BOSTON, January, 1861.
A SECOND PREFACE.
This is the story which a dear old lady, my very good friend, spoke of as
"a medicated novel," and quite properly refused to read. I was always
pleased with her discriminating criticism. It is a medicated novel, and
if she wished to read for mere amusement and helpful recreation there was
no need of troubling herself with a story written with a different end in
view.
This story has called forth so many curious inquiries that it seems worth
while to answer the more important questions which have occurred to its
readers.
In the first place, it is not based on any well-ascertained physiological
fact. There are old fables about patients who have barked like dogs or
crowed like cocks, after being bitten or wounded by those animals. There
is nothing impossible in the idea that Romulus and Remus may have imbibed
wolfish traits of character from the wet nurse the legend assigned them,
but the legend is not sound history, and the supposition is nothing more
than a speculative fancy.
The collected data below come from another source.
//! Points ledger repository
//!
//! Reputation is the sum of a user's awarded points. The merge engine only
//! reads it through a snapshot taken per merge.

use std::collections::HashMap;

use crate::config::PointsConfig;
use crate::error::Result;
use crate::models::{PointsEntry, PointsEvent, UserId};
use rusqlite::{params, Connection, Row};

use super::parse_column;

/// Credits a user for a lifecycle event
pub trait PointsAwarder {
    fn award(&self, user: &UserId, event: PointsEvent) -> Result<()>;
}

/// Read side of the points ledger
pub trait PointsRepository {
    /// Total points of a user, 0 when they have none
    fn total_for(&self, user: &UserId) -> Result<i64>;

    /// Totals for every listed user; users without points map to 0
    fn reputation_snapshot(&self, users: &[UserId]) -> Result<HashMap<UserId, i64>>;

    /// Most recent ledger entries of a user
    fn list_for_user(&self, user: &UserId, limit: usize) -> Result<Vec<PointsEntry>>;
}

/// `SQLite` implementation of the points ledger
pub struct SqlitePointsRepository<'a> {
    conn: &'a Connection,
    amounts: &'a PointsConfig,
}

impl<'a> SqlitePointsRepository<'a> {
    pub const fn new(conn: &'a Connection, amounts: &'a PointsConfig) -> Self {
        Self { conn, amounts }
    }

    fn parse_entry(row: &Row<'_>) -> rusqlite::Result<PointsEntry> {
        Ok(PointsEntry {
            id: row.get(0)?,
            user_id: parse_column(row, 1)?,
            event: parse_column(row, 2)?,
            amount: row.get(3)?,
            reason: row.get(4)?,
            awarded_at: row.get(5)?,
        })
    }
}

impl PointsAwarder for SqlitePointsRepository<'_> {
    fn award(&self, user: &UserId, event: PointsEvent) -> Result<()> {
        let amount = self.amounts.amount_for(event);
        if amount == 0 {
            return Ok(());
        }

        self.conn.execute(
            "INSERT INTO points (user_id, event, amount, reason, awarded_at) VALUES (?, ?, ?, ?, ?)",
            params![
                user.as_str(),
                event.as_str(),
                amount,
                event.reason(),
                chrono::Utc::now().timestamp_millis(),
            ],
        )?;
        tracing::debug!(user = %user, event = %event, amount, "Awarded points");
        Ok(())
    }
}

impl PointsRepository for SqlitePointsRepository<'_> {
    fn total_for(&self, user: &UserId) -> Result<i64> {
        let total = self.conn.query_row(
            "SELECT COALESCE(SUM(amount), 0) FROM points WHERE user_id = ?",
            params![user.as_str()],
            |row| row.get(0),
        )?;
        Ok(total)
    }

    fn reputation_snapshot(&self, users: &[UserId]) -> Result<HashMap<UserId, i64>> {
        let mut snapshot = HashMap::with_capacity(users.len());
        for user in users {
            if !snapshot.contains_key(user) {
                snapshot.insert(*user, self.total_for(user)?);
            }
        }
        Ok(snapshot)
    }

    fn list_for_user(&self, user: &UserId, limit: usize) -> Result<Vec<PointsEntry>> {
        let limit = i64::try_from(limit).unwrap_or(i64::MAX);
        let mut stmt = self.conn.prepare(
            "SELECT id, user_id, event, amount, reason, awarded_at
             FROM points WHERE user_id = ?
             ORDER BY awarded_at DESC, id DESC
             LIMIT ?",
        )?;
        let entries = stmt
            .query_map(params![user.as_str(), limit], Self::parse_entry)?
            .collect::<rusqlite::Result<Vec<_>>>()?;
        Ok(entries)
    }
}

#[cfg(test)]
mod tests {
    use super::*;
    use crate::db::Database;
    use pretty_assertions::assert_eq;

    #[test]
    fn test_award_and_total() {
        let db = Database::open_in_memory().unwrap();
        let amounts = PointsConfig::default();
        let repo = SqlitePointsRepository::new(db.connection(), &amounts);
        let user = UserId::new();

        repo.award(&user, PointsEvent::SuggestionCreated).unwrap();
        repo.award(&user, PointsEvent::MergePerformed).unwrap();

        assert_eq!(repo.total_for(&user).unwrap(), 20);
        assert_eq!(repo.total_for(&UserId::new()).unwrap(), 0);

        let entries = repo.list_for_user(&user, 10).unwrap();
        assert_eq!(entries.len(), 2);
        assert_eq!(entries[0].event, PointsEvent::MergePerformed);
        assert_eq!(entries[0].reason, "Successfully merged suggestions");
    }

    #[test]
    fn test_zero_amount_is_not_recorded() {
        let db = Database::open_in_memory().unwrap();
        let amounts = PointsConfig {
            suggestion_created: 0,
            ..PointsConfig::default()
        };
        let repo = SqlitePointsRepository::new(db.connection(), &amounts);
        let user = UserId::new();

        repo.award(&user, PointsEvent::SuggestionCreated).unwrap();
        assert!(repo.list_for_user(&user, 10).unwrap().is_empty());
    }

    #[test]
    fn test_snapshot_covers_unknown_users() {
        let db = Database::open_in_memory().unwrap();
        let amounts = PointsConfig::default();
        let repo = SqlitePointsRepository::new(db.connection(), &amounts);
        let known = UserId::new();
        let unknown = UserId::new();
        repo.award(&known, PointsEvent::SuggestionAccepted).unwrap();

        let snapshot = repo.reputation_snapshot(&[known, unknown, known]).unwrap();
        assert_eq!(snapshot.len(), 2);
        assert_eq!(snapshot[&known], 20);
        assert_eq!(snapshot[&unknown], 0);
    }
}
Still, there is a limbo of curious evidence
bearing on the subject of pre-natal influences sufficient to form the
starting-point of an imaginative composition.
The real aim, of the story was to test the doctrine of "original sin" and
human responsibility for the disordered volition coming under that
technical denomination. Was Elsie Venner, poisoned by the venom of a
crotalus before she was born, morally responsible for the "volitional"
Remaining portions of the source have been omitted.